The project was a hybrid of fiction and poetry. One thing that I learned in the class about writing fiction is that I
like fantastical elements, like the Denisovan grandmother speaking across the
ages in my project. I always knew that I liked high fantasy, but this is the
second short story I’ve written in as many years that was set in the present
and had a fantasy element insert itself into the plot. I believe that magic
happens, whether it is science we can’t explain yet, or something else, I don’t
know. However, I won’t be surprised in the future when it shows up again in my
writing, because I think it’s part of the “what if” I like to explore in my
fiction.
I felt that eight weeks was not enough time to do
the project complete justice. A hybrid project was ambitious, but I’m glad I
chose to do one. I think I did what I could have done in eight weeks; I didn’t
work on it every other week when a draft was due, I worked on it every day. Throughout,
I wished I could write more quickly. I hope as I continue to write I’ll speed
up.
I had fun playing with the fiction in this story. I didn’t
know where it was going to go when I started. In fact, I didn’t think it would
go anywhere in the direction it took me, especially fantasy.

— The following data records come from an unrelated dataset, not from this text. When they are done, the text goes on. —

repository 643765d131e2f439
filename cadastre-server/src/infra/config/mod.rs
pub mod loader;
pub mod models;
pub mod sources;
pub mod validation;

pub use loader::{ConfigLoad, ConfigLoadError, ConfigLoader};
pub use models::{Config, ConfigMetadata, CorsConfig, DatabaseConfig, ServerConfig};
pub use validation::{ConfigGuardRailError, ConfigWarning, ConfigWarnings};
use axum::http::HeaderValue;
use thiserror::Error;

use super::models::{Config, CorsConfig, DatabaseConfig};
use cadastre_core::scoring::ScoringConfig;

#[derive(Debug, Error, PartialEq)]
pub enum ConfigGuardRailError {
    #[error("CORS wildcard origins are not allowed when DEV_MODE is false")]
    DangerousCorsWildcard,
    #[error("invalid CORS configuration: {reason}")]
    InvalidCorsConfig { reason: String },
    #[error("invalid scoring configuration: {reason}")]
    InvalidScoringConfig { reason: String },
    #[error("invalid database pool configuration: {reason}")]
    InvalidPoolConfig { reason: String },
}

#[derive(Debug, Clone)]
pub struct ConfigWarning {
    pub message: String,
    pub hint: Option<String>,
}

#[derive(Debug, Default, Clone)]
pub struct ConfigWarnings {
    pub items: Vec<ConfigWarning>,
}

impl ConfigWarnings {
    pub fn push<S: Into<String>>(&mut self, message: S) {
        self.items.push(ConfigWarning {
            message: message.into(),
            hint: None,
        });
    }

    pub fn push_with_hint<S: Into<String>, H: Into<String>>(
        &mut self,
        message: S,
        hint: H,
    ) {
        self.items.push(ConfigWarning {
            message: message.into(),
            hint: Some(hint.into()),
        });
    }

    pub fn is_empty(&self) -> bool {
        self.items.is_empty()
    }

    pub fn extend(&mut self, other: ConfigWarnings) {
        self.items.extend(other.items);
    }
}

pub fn apply_guard_rails(
    config: &Config,
) -> Result<ConfigWarnings, ConfigGuardRailError> {
    let mut warnings = ConfigWarnings::default();

    if !config.dev_mode && config.cors.is_wildcard_included() {
        return Err(ConfigGuardRailError::DangerousCorsWildcard);
    }
    validate_cors(&config.cors)?;
    validate_scoring(&config.scoring)?;
    validate_pool(&config.database)?;

    if config.database.url.is_none() {
        warnings.push_with_hint(
            "No database configured; the server cannot start",
            "Set DATABASE_URL, or POSTGRES_HOST, POSTGRES_DB_NAME and POSTGRES_USER",
        );
    }

    if config.dev_mode {
        warnings.push("DEV_MODE is on; CORS accepts any origin");
    }

    if config.scoring.shutdown_grace.is_zero() {
        warnings.push(
            "SCORING_SHUTDOWN_GRACE_SECS is 0; in-flight calculations are aborted immediately on shutdown",
        );
    }

    Ok(warnings)
}

fn validate_cors(cors: &CorsConfig) -> Result<(), ConfigGuardRailError> {
    for origin in &cors.allowed_origins {
        if origin == "*" {
            continue;
        }
        HeaderValue::from_str(origin).map_err(|_| {
            ConfigGuardRailError::InvalidCorsConfig {
                reason: format!(
                    "invalid origin `{origin}` in CORS_ALLOWED_ORIGINS"
                ),
            }
        })?;
    }
    Ok(())
}

fn validate_scoring(
    scoring: &ScoringConfig,
) -> Result<(), ConfigGuardRailError> {
    if scoring.min_delay_secs > scoring.max_delay_secs {
        return Err(ConfigGuardRailError::InvalidScoringConfig {
            reason: format!(
                "SCORING_MIN_DELAY_SECS ({}) exceeds SCORING_MAX_DELAY_SECS ({})",
                scoring.min_delay_secs, scoring.max_delay_secs
            ),
        });
    }
    if !(scoring.max_score - scoring.min_score).is_finite() {
        return Err(ConfigGuardRailError::InvalidScoringConfig {
            reason: format!(
                "SCORING_MIN_SCORE ({}) and SCORING_MAX_SCORE ({}) must be finite",
                scoring.min_score, scoring.max_score
            ),
        });
    }
    if scoring.min_score > scoring.max_score {
        return Err(ConfigGuardRailError::InvalidScoringConfig {
            reason: format!(
                "SCORING_MIN_SCORE ({}) must not exceed SCORING_MAX_SCORE ({})",
                scoring.min_score, scoring.max_score
            ),
        });
    }
    if scoring.max_concurrent_jobs == 0 {
        return Err(ConfigGuardRailError::InvalidScoringConfig {
            reason: "SCORING_MAX_CONCURRENT_JOBS must be at least 1".into(),
        });
    }
    if scoring.queue_capacity == 0 {
        return Err(ConfigGuardRailError::InvalidScoringConfig {
            reason: "SCORING_QUEUE_CAPACITY must be at least 1".into(),
        });
    }
    Ok(())
}

fn validate_pool(database: &DatabaseConfig) -> Result<(), ConfigGuardRailError> {
    if database.max_connections == 0 {
        return Err(ConfigGuardRailError::InvalidPoolConfig {
            reason: "DB_MAX_CONNECTIONS must be at least 1".into(),
        });
    }
    if database.min_connections > database.max_connections {
        return Err(ConfigGuardRailError::InvalidPoolConfig {
            reason: format!(
                "DB_MIN_CONNECTIONS ({}) exceeds DB_MAX_CONNECTIONS ({})",
                database.min_connections, database.max_connections
            ),
        });
    }
    Ok(())
}
use axum::{
    Router,
    http::{HeaderValue, Method, header},
    routing::{get, post},
};
use cadastre_core::api::routes;
use tower_http::{
    cors::{AllowOrigin, CorsLayer},
    trace::TraceLayer,
};

use crate::{
    handlers::{create_calculation, get_result, health_handler, not_found_handler},
    infra::app_state::AppState,
};

/// Build the application router with CORS and request tracing applied.
pub fn create_router(state: AppState) -> Router {
    Router::new()
        .route(routes::CALC, post(create_calculation))
        .route(routes::RESULT, get(get_result))
        .route(routes::HEALTH, get(health_handler))
        .fallback(not_found_handler)
        .layer(cors_layer(&state))
        .layer(TraceLayer::new_for_http())
        .with_state(state)
}

// Permissive in dev, allow-list otherwise.
fn cors_layer(state: &AppState) -> CorsLayer {
    if state.config.dev_mode {
        return CorsLayer::permissive();
    }

    let origins: Vec<HeaderValue> = state
        .config
        .cors
        .allowed_origins
        .iter()
        .filter_map(|origin| HeaderValue::from_str(origin).ok())
        .collect();

    CorsLayer::new()
        .allow_origin(AllowOrigin::list(origins))
        .allow_methods([Method::GET, Method::POST])
        .allow_headers([header::CONTENT_TYPE])
}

I wonder if I sometimes over-think things, though. I
don’t know if anyone reading the story in the workshop recognized the painting
above Ari in the coffee house as a reproduction of Gaugin’s “Where Do We Come
From? What Are We? Where Are We Going?” It supported a theme I was exploring in
the piece, but it might have been esoteric.
Another thing I learned is that I have a hard time
writing short stories. I had the same problem in the Fiction Workshop I took a couple
of terms ago that I had in this workshop. My stories end up being the start of a novella or novel rather than fitting into a short story. It’s tempting to
think it’s because I choose complicated topics that can’t be resolved in a short
period of time, but some of it has to simply be practice. Flannery O’Connor
explored what I think were complicated themes, and she wrote brilliant short
stories. It’s simply another area for me to keep exploring until I get it
figured out.
When it comes to poetry, I still feel like a novice.

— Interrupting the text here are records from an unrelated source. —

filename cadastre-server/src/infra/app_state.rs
use std::{fmt, sync::Arc};

use cadastre_core::service::CalculationService;

use crate::infra::config::Config;

#[derive(Clone)]
pub struct AppState {
    pub calculations: Arc<CalculationService>,
    pub config: Arc<Config>,
}

impl AppState {
    pub fn new(calculations: CalculationService, config: Config) -> Self {
        Self {
            calculations: Arc::new(calculations),
            config: Arc::new(config),
        }
    }
}

impl fmt::Debug for AppState {
    fn fmt(&self, f: &mut fmt::Formatter<'_>) -> fmt::Result {
        f.debug_struct("AppState")
            .field("dev_mode", &self.config.dev_mode)
            .finish_non_exhaustive()
    }
}
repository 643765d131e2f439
pub mod memory;
pub mod postgres;
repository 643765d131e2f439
pub mod results;
pub mod territory;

I gained more experience in the workshop and have started playing with various
techniques. In my project I played around with a couple of forms, some
traditional and some not. I included a haiku and then in a later draft, I took
a page from poet Terrance Hayes. I wrote a “golden shovel” poem based on
“Jamesian” by Thom Gunn, which didn’t work very well and only survived one
draft of my project. I also took Elizabeth Barrett Browning’s famous sonnet
“How Do I Love Thee” and created a sonnet based on the first word of each of
the lines in her sonnet. The twist was that instead of the speaker loving a
person, it was about the speaker loving her work. That’s one I will play with
further because it amused me and I didn’t have time to get it where I really
wanted it. In the immediate future I plan to spend time specifically exploring
scansion and prosody.
In fact, I will keep working on all of the poems in
this project. None of the poems I wrote in this project reflect me as the
speaker; it was fun to play around with that.
I believe that I’ve grown more as a poet in this workshop than I have as
a fiction writer, perhaps because I had so much farther to grow. I’ve read a
lot more fiction than poetry over the years.
In the end, this workshop taught me
that I still love writing both genres, and I plan to continue working in both
of them. I decided to finish my degree in Creative Writing and English because
I completed the draft of a novel during National Novel Writing Month
(NaNoWriMo) 2011 and didn’t know what to do next. Now I do, and I’m anxious to
apply what I’ve learned. I have one more class at Southern New Hampshire
University before graduating, and then there’s no stopping me. I’m a writer. I will
continue writing.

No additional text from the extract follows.